"""

impl SquareGateway {
    /// Create a new gateway from a validated configuration
    pub fn new(config: SquareConfig) -> Self {
        let client = Client::builder()
            .timeout(std::time::Duration::from_secs(15))
            .build()
            .expect("Failed to create HTTP client");

        Self { config, client }
    }

    /// Create from environment variables; `Ok(None)` when the deployment
    /// has no Square configuration at all
    pub fn from_env() -> StoreResult<Option<Self>> {
        Ok(SquareConfig::from_env()?.map(Self::new))
    }

    /// Build Square line items from the order.
    ///
    /// Product lines come from the denormalized order lines; shipping and
    /// tax are appended as synthetic lines so the processor-side total
    /// equals the internal total exactly. A zero shipping quote and a
    /// zero tax both disappear rather than rendering as $0.00 lines.
    fn build_line_items(order: &Order) -> Vec<SquareLineItem> {
        let currency = order.currency.as_str();
        let mut items: Vec<SquareLineItem> = order
            .product_lines()
            .map(|line| SquareLineItem {
                name: line.name.clone(),
                quantity: line.quantity.to_string(),
                base_price_money: SquareMoney {
                    amount: line.unit_price_cents,
                    currency: currency.to_string(),
                },
                note: line.description.clone(),
            })
            .collect();

        if order.shipping.cost_cents > 0 {
            items.push(SquareLineItem {
                name: order.shipping.label.clone(),
                quantity: "1".to_string(),
                base_price_money: SquareMoney {
                    amount: order.shipping.cost_cents,
                    currency: currency.to_string(),
                },
                note: None,
            });
        }

        if order.tax.total_cents > 0 {
            items.push(SquareLineItem {
                name: order.tax.label.clone(),
                quantity: "1".to_string(),
                base_price_money: SquareMoney {
                    amount: order.tax.total_cents,
                    currency: currency.to_string(),
                },
                note: None,
            });
        }

        items
    }

    /// One creation attempt against one credential set
    async fn try_create(
        &self,
        environment: ProcessorEnvironment,
        credentials: &SquareCredentials,
        order: &Order,
        idempotency_key: &str,
        redirect_url: &str,
    ) -> StoreResult<CheckoutSession> {
        let request = CreatePaymentLinkRequest {
            idempotency_key,
            order: SquareOrderBody {
                location_id: &credentials.location_id,
                reference_id: &order.id,
                line_items: Self::build_line_items(order),
            },
            checkout_options: CheckoutOptions { redirect_url },
            pre_populated_data: (!order.customer.email.is_empty()).then(|| PrePopulatedData {
                buyer_email: &order.customer.email,
            }),
        };

        let url = format!(
            "{}/v2/online-checkout/payment-links",
            self.config.base_url(environment)
        );

        let response = self
            .client
            .post(&url)
            .header("Authorization", bearer(&credentials.access_token))
            .header("Square-Version", &self.config.api_version)
            .json(&request)
            .send()
            .await
            .map_err(transport_error)?;

        let status = response.status();
        let body = response.text().await.map_err(transport_error)?;

        if !status.is_success() {
            error!("Square API error: status={}, body={}", status, body);
            return Err(classify_failure(status, &body));
        }

        let parsed: CreatePaymentLinkResponse = serde_json::from_str(&body).map_err(|e| {
            StoreError::Internal(format!("Failed to parse Square payment-link response: {}", e))
        })?;

        info!(
            "Created Square payment link: id={}, env={}",
            parsed.payment_link.id, environment
        );

        Ok(CheckoutSession {
            session_id: parsed.payment_link.id,
            processor_order_id: parsed.payment_link.order_id,
            url: parsed.payment_link.url,
            environment,
            created_at: Utc::now(),
        })
    }
}

#[async_trait]
impl ProcessorClient for SquareGateway {
    #[instrument(skip(self, order, redirect_url), fields(order_id = %order.id))]
    async fn create_session(
        &self,
        order: &Order,
        idempotency_key: &str,
        redirect_url: &str,
    ) -> StoreResult<CheckoutSession> {
        if order.product_lines().next().is_none() {
            return Err(StoreError::validation("order has no product lines"));
        }

        let candidates = self.config.candidates();
        if candidates.is_empty() {
            return Err(StoreError::not_configured(
                "no Square credentials available for the configured mode",
            ));
        }

        debug!(
            "Creating Square payment link: {} candidate environment(s)",
            candidates.len()
        );

        let mut last_error = None;
        for (environment, credentials) in candidates {
            match self
                .try_create(environment, credentials, order, idempotency_key, redirect_url)
                .await
            {
                Ok(session) => return Ok(session),
                Err(err @ StoreError::Authentication { .. }) => {
                    warn!(
                        "Square rejected {} credentials, trying next candidate: {}",
                        environment, err
                    );
                    last_error = Some(err);
                }
                Err(err) => return Err(err),
            }
        }

        // every candidate was rejected as unauthorized
        Err(last_error.unwrap_or_else(|| {
            StoreError::Internal("Square candidate loop ended without an error".to_string())
        }))
    }

    #[instrument(skip(self))]
    async fn order_state(
        &self,
        environment: ProcessorEnvironment,
        processor_order_id: &str,
    ) -> StoreResult<ProcessorOrderState> {
        let credentials = self.config.credentials_for(environment).ok_or_else(|| {
            StoreError::not_configured(format!(
                "no Square credentials configured for the {} environment",
                environment
            ))
        })?;

        let url = format!(
            "{}/v2/orders/{}",
            self.config.base_url(environment),
            processor_order_id
        );

        let response = self
            .client
            .get(&url)
            .header("Authorization", bearer(&credentials.access_token))
            .header("Square-Version", &self.config.api_version)
            .send()
            .await
            .map_err(transport_error)?;

        let status = response.status();
        let body = response.text().await.map_err(transport_error)?;

        if !status.is_success() {
            error!("Square order query error: status={}, body={}", status, body);
            return Err(classify_failure(status, &body));
        }

        let parsed: RetrieveOrderResponse = serde_json::from_str(&body).map_err(|e| {
            StoreError::Internal(format!("Failed to parse Square order response: {}", e))
        })?;

        debug!(
            "Square order {} state={}",
            processor_order_id, parsed.order.state
        );

        Ok(ProcessorOrderState::from_wire(&parsed.order.state))
    }

    fn processor_name(&self) -> &'static str {
        "square"
    }
}

fn bearer(token: &str) -> String {
    format!("Bearer {}", token)
}

fn transport_error(err: reqwest::Error) -> StoreError {
    let message = if err.is_timeout() {
        "request timed out".to_string()
    } else {
        err.to_string()
    };
    StoreError::Unreachable {
        provider: "square".to_string(),
        message,
    }
}

/// Decide whether a non-success response is a credential rejection (which
/// lets auto mode advance to the next candidate) or a business rejection
/// (which propagates as-is). Square reports either an HTTP 401 or an
/// `AUTHENTICATION_ERROR`/`UNAUTHORIZED` entry in the errors payload.
fn classify_failure(status: StatusCode, body: &str) -> StoreError {
    let parsed: Option<SquareErrorResponse> = serde_json::from_str(body).ok();
    let first = parsed.as_ref().and_then(|e| e.errors.first());

    let code = first.and_then(|e| e.code.clone());
    let category = first.and_then(|e| e.category.as_deref());
    let message = first
        .and_then(|e| e.detail.clone())
        .unwrap_or_else(|| format!("HTTP {}: {}", status, body));

    let unauthorized = status == StatusCode::UNAUTHORIZED
        || category == Some("AUTHENTICATION_ERROR")
        || code.as_deref() == Some("UNAUTHORIZED");

    if unauthorized {
        StoreError::Authentication {
            provider: "square".to_string(),
            message,
        }
    } else {
        StoreError::ExternalBusiness {
            provider: "square".to_string(),
            status: status.as_u16(),
            code,
            message,
        }
    }
}

// =============================================================================
// Square API Types
// =============================================================================

#[derive(Debug, Serialize)]
struct CreatePaymentLinkRequest<'a> {
    idempotency_key: &'a str,
    order: SquareOrderBody<'a>,
    checkout_options: CheckoutOptions<'a>,
    #[serde(skip_serializing_if = "Option::is_none")]
    pre_populated_data: Option<PrePopulatedData<'a>>,
}

#[derive(Debug, Serialize)]
struct SquareOrderBody<'a> {
    location_id: &'a str,
    reference_id: &'a str,
    line_items: Vec<SquareLineItem>,
}

#[derive(Debug, Serialize)]
struct SquareLineItem {
    name: String,
    /// Square wants quantities as strings
    quantity: String,
    base_price_money: SquareMoney,
    #[serde(skip_serializing_if = "Option::is_none")]
    note: Option<String>,
}

#[derive(Debug, Serialize)]
struct SquareMoney {
    amount: i64,
    currency: String,
}

#[derive(Debug, Serialize)]
struct CheckoutOptions<'a> {
    redirect_url: &'a str,
}

#[derive(Debug, Serialize)]
struct PrePopulatedData<'a> {
    buyer_email: &'a str,
}

#[derive(Debug, Deserialize)]
struct CreatePaymentLinkResponse {
    payment_link: PaymentLinkBody,
}

#[derive(Debug, Deserialize)]
struct PaymentLinkBody {
    id: String,
    url: String,
    order_id: String,
}

#[derive(Debug, Deserialize)]
struct RetrieveOrderResponse {
    order: SquareOrderStateBody,
}

#[derive(Debug, Deserialize)]
struct SquareOrderStateBody {
    state: String,
}

#[derive(Debug, Deserialize)]
struct SquareErrorResponse {
    #[serde(default)]
    errors: Vec<SquareErrorEntry>,
}

#[derive(Debug, Deserialize)]
struct SquareErrorEntry {
    #[serde(default)]
    category: Option<String>,
    #[serde(default)]
    code: Option<String>,
    #[serde(default)]
    detail: Option<String>,
}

"""

▶ _Problem description_
What lines in the listing contain "credentials"? Copy them all.

▶ _Answer for the task_
        credentials: &SquareCredentials,
                location_id: &credentials.location_id,
            .header("Authorization", bearer(&credentials.access_token))
                "no Square credentials available for the configured mode",
        for (environment, credentials) in candidates {
                .try_create(environment, credentials, order, idempotency_key, redirect_url)
                        "Square rejected {} credentials, trying next candidate: {}",
        let credentials = self.config.credentials_for(environment).ok_or_else(|| {
                "no Square credentials configured for the {} environment",
            .header("Authorization", bearer(&credentials.access_token))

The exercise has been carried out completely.